You are viewing a plain text version of this content. The canonical link for it is here.
Posted to user@spark.apache.org by Gordon Benjamin <go...@gmail.com> on 2014/11/20 18:17:02 UTC
Incremental loading data slows performance
Hi,
We are seeing bad performance as we incrementally load data. Here is the
config
Spark standalone cluster
spark01 (spark master, shark, hadoop namenode): 15GB RAM, 4vCPU's
spark02 (spark worker, hadoop datanode): 15GB RAM, 8vCPU's
spark03 (spark worker): 15GB RAM, 8vCPU's
spark04 (spark worker): 15GB RAM, 8vCPU's
spark worker configuration:
spark.local.dir=/path/to/ssd/disk
spark.default.parallelism=64
spark.executor.memory=10g
spark.serializer=org.apache.spark.serializer.KryoSerializer
shark configuration:
spark.kryoserializer.buffer.mb=64
mapred.reduce.tasks=30
spark.scheduler.mode=FAIR
spark.serializer=org.apache.spark.serializer.KryoSerializer
spark.default.parallelism=64
and the performance decreases with more data being loaded into spark
simple query like this:
select count(*) from customers_cached
0.5 second on 12th Nov
4.24 seconds now
We have these errors all over the log
2014-11-20 16:56:42,125 WARN parse.TypeCheckProcFactory
(TypeCheckProcFactory.java:convert(180)) - Invalid type entry TOK_INT=null
2014-11-20 16:56:51,988 WARN parse.TypeCheckProcFactory
(TypeCheckProcFactory.java:convert(180)) - Invalid type entry
TOK_TABLE_OR_COL=null
Anyone any ideas to help us resolve this? Can post up anything you need
Re: Incremental loading data slows performance
Posted by Gordon Benjamin <go...@gmail.com>.
To follow on:
I asked the developer how we incrementally load data and the response was
no. union only for updated records (every night)

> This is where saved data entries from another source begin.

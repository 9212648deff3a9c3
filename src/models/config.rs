use std::path::{Path, PathBuf};

use palette_map::matcher::{
    DEFAULT_COLOR_WEIGHT, DEFAULT_HUE_WEIGHT, DEFAULT_LUMINANCE_WEIGHT,
};
use palette_map::{MapOptions, MappingMode, Palette, Thresholds};
use serde::{Deserialize, Serialize};

use crate::error::ConfigError;

/// Environment variable naming a config file when `--config` is not given
pub const CONFIG_ENV: &str = "RETINT_CONFIG";

/// Largest meaningful black threshold (r + g + b of pure white)
pub const MAX_BLACK_THRESHOLD: u16 = 765;

/// Matching mode as written in config files and on the command line
#[derive(
    Debug, Clone, Copy, PartialEq, Eq, Default, Serialize, Deserialize, clap::ValueEnum,
)]
#[serde(rename_all = "lowercase")]
pub enum ModeName {
    Rgb,
    #[default]
    Luminance,
    Hsl,
    Hybrid,
}

/// Application configuration loaded from retint.yaml
#[derive(Debug, Clone, PartialEq, Serialize, Deserialize)]
pub struct AppConfig {
    /// Target palette as hex colors
    #[serde(default = "default_palette")]
    pub palette: Vec<String>,

    #[serde(default)]
    pub mode: ModeName,

    /// HSL mode: weight of the hue term
    #[serde(default = "default_hue_weight")]
    pub hue_weight: f64,

    /// HSL mode: weight of the luminance term
    #[serde(default = "default_luminance_weight")]
    pub luminance_weight: f64,

    /// Hybrid mode: weight of the RGB term (luminance gets the rest)
    #[serde(default = "default_color_weight")]
    pub color_weight: f64,

    /// Stretch the luminance range before matching
    #[serde(default)]
    pub contrast_stretch: bool,

    /// Pixels with r + g + b below this are left alone
    #[serde(default = "default_black_threshold")]
    pub black_threshold: u16,

    /// Pixels with alpha below this are left alone
    #[serde(default = "default_alpha_threshold")]
    pub alpha_threshold: u8,

    /// Write results over the input instead of a timestamped sibling
    #[serde(default)]
    pub overwrite_original: bool,
}

fn default_palette() -> Vec<String> {
    ["#31210b", "#503a12", "#4a3411", "#442f0f", "#3e2a0e", "#37260c"]
        .iter()
        .map(|s| s.to_string())
        .collect()
}

fn default_hue_weight() -> f64 {
    DEFAULT_HUE_WEIGHT
}

fn default_luminance_weight() -> f64 {
    DEFAULT_LUMINANCE_WEIGHT
}

fn default_color_weight() -> f64 {
    DEFAULT_COLOR_WEIGHT
}

fn default_black_threshold() -> u16 {
    Thresholds::default().black
}

fn default_alpha_threshold() -> u8 {
    Thresholds::default().alpha
}

impl Default for AppConfig {
    fn default() -> Self {
        Self {
            palette: default_palette(),
            mode: ModeName::default(),
            hue_weight: default_hue_weight(),
            luminance_weight: default_luminance_weight(),
            color_weight: default_color_weight(),
            contrast_stretch: false,
            black_threshold: default_black_threshold(),
            alpha_threshold: default_alpha_threshold(),
            overwrite_original: false,
        }
    }
}

/// Command-line values that take precedence over the config file
#[derive(Debug, Clone, Default, PartialEq)]
pub struct ConfigOverrides {
    pub mode: Option<ModeName>,
    pub palette: Option<Vec<String>>,
    pub contrast_stretch: Option<bool>,
    pub black_threshold: Option<u16>,
    pub alpha_threshold: Option<u8>,
}

impl AppConfig {
    /// Load the configuration, apply `overrides`, then validate the result.
    ///
    /// Values in the file that an override replaces are never checked.
    pub fn resolve(explicit: Option<&Path>, overrides: &ConfigOverrides) -> Result<Self, ConfigError> {
        let mut config = Self::load(explicit)?;
        config.apply(overrides);
        config.validate()?;
        Ok(config)
    }

    /// Locate and parse the configuration, without validating it.
    ///
    /// An explicit path wins, then `RETINT_CONFIG`, then the built-in
    /// defaults. A named file that is missing or malformed is an error.
    pub fn load(explicit: Option<&Path>) -> Result<Self, ConfigError> {
        let env_path = std::env::var_os(CONFIG_ENV).map(PathBuf::from);
        match explicit.map(Path::to_path_buf).or(env_path) {
            Some(path) => Self::load_from_path(&path),
            None => {
                tracing::debug!("No config file given, using defaults");
                Ok(Self::default())
            }
        }
    }

    /// Read and parse a config file.
    pub fn load_from_path(path: &Path) -> Result<Self, ConfigError> {
        let content = std::fs::read_to_string(path).map_err(|source| ConfigError::Read {
            path: path.to_path_buf(),
            source,
        })?;
        let config: Self = serde_yaml::from_str(&content).map_err(|source| ConfigError::Parse {
            path: path.to_path_buf(),
            source,
        })?;

        tracing::info!(
            path = %path.display(),
            palette = config.palette.len(),
            mode = ?config.mode,
            "Loaded configuration"
        );
        Ok(config)
    }

    pub fn to_yaml(&self) -> Result<String, ConfigError> {
        Ok(serde_yaml::to_string(self)?)
    }

    /// Check ranges and parse the palette.
    pub fn validate(&self) -> Result<(), ConfigError> {
        if self.black_threshold > MAX_BLACK_THRESHOLD {
            return Err(ConfigError::Invalid {
                field: "black_threshold",
                reason: format!(
                    "must be at most {MAX_BLACK_THRESHOLD}, got {}",
                    self.black_threshold
                ),
            });
        }
        check_weight("hue_weight", self.hue_weight)?;
        check_weight("luminance_weight", self.luminance_weight)?;
        check_weight("color_weight", self.color_weight)?;
        if self.color_weight > 1.0 {
            return Err(ConfigError::Invalid {
                field: "color_weight",
                reason: format!("must be between 0 and 1, got {}", self.color_weight),
            });
        }
        self.palette()?;
        Ok(())
    }

    /// Parse the hex palette.
    pub fn palette(&self) -> Result<Palette, ConfigError> {
        Ok(Palette::from_hex(&self.palette)?)
    }

    /// Apply command-line overrides in place.
    pub fn apply(&mut self, overrides: &ConfigOverrides) {
        if let Some(mode) = overrides.mode {
            self.mode = mode;
        }
        if let Some(palette) = &overrides.palette {
            self.palette = palette.clone();
        }
        if let Some(stretch) = overrides.contrast_stretch {
            self.contrast_stretch = stretch;
        }
        if let Some(black) = overrides.black_threshold {
            self.black_threshold = black;
        }
        if let Some(alpha) = overrides.alpha_threshold {
            self.alpha_threshold = alpha;
        }
    }

    pub fn mapping_mode(&self) -> MappingMode {
        match self.mode {
            ModeName::Rgb => MappingMode::Rgb,
            ModeName::Luminance => MappingMode::Luminance,
            ModeName::Hsl => MappingMode::Hsl {
                hue_weight: self.hue_weight,
                luminance_weight: self.luminance_weight,
            },
            ModeName::Hybrid => MappingMode::Hybrid {
                color_weight: self.color_weight,
            },
        }
    }

    /// Engine options for this configuration.
    pub fn to_options(&self) -> MapOptions {
        MapOptions::new()
            .mode(self.mapping_mode())
            .thresholds(Thresholds::new(self.black_threshold, self.alpha_threshold))
            .contrast_stretch(self.contrast_stretch)
    }
}

fn check_weight(field: &'static str, value: f64) -> Result<(), ConfigError> {
    if !value.is_finite() || value < 0.0 {
        return Err(ConfigError::Invalid {
            field,
            reason: format!("must be a non-negative number, got {value}"),
        });
    }
    Ok(())
}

For every minutes export algorithm next:
1. upload file to hadoop.
2. load data inpath... overwrite into table ...._incremental;
3. insert into table ..._cached from ..._incremental
Perhaps this helps understand our issue
On Thursday, November 20, 2014, Gordon Benjamin <go...@gmail.com>
wrote:
> Hi,
>
> We are seeing bad performance as we incrementally load data. Here is the
> config
>
> Spark standalone cluster
>
> spark01 (spark master, shark, hadoop namenode): 15GB RAM, 4vCPU's
> spark02 (spark worker, hadoop datanode): 15GB RAM, 8vCPU's
> spark03 (spark worker): 15GB RAM, 8vCPU's
> spark04 (spark worker): 15GB RAM, 8vCPU's
>
> spark worker configuration:
> spark.local.dir=/path/to/ssd/disk
> spark.default.parallelism=64
> spark.executor.memory=10g
> spark.serializer=org.apache.spark.serializer.KryoSerializer
>
> shark configuration:
> spark.kryoserializer.buffer.mb=64
> mapred.reduce.tasks=30
> spark.scheduler.mode=FAIR
> spark.serializer=org.apache.spark.serializer.KryoSerializer
> spark.default.parallelism=64
>
> and the performance decreases with more data being loaded into spark
>
> simple query like this:
> select count(*) from customers_cached
> 0.5 second on 12th Nov
> 4.24 seconds now
>
> We have these errors all over the log
>
> 2014-11-20 16:56:42,125 WARN parse.TypeCheckProcFactory
> (TypeCheckProcFactory.java:convert(180)) - Invalid type entry TOK_INT=null
> 2014-11-20 16:56:51,988 WARN parse.TypeCheckProcFactory
> (TypeCheckProcFactory.java:convert(180)) - Invalid type entry
> TOK_TABLE_OR_COL=null
>
> Anyone any ideas to help us resolve this? Can post up anything you need
>
>
>
>
>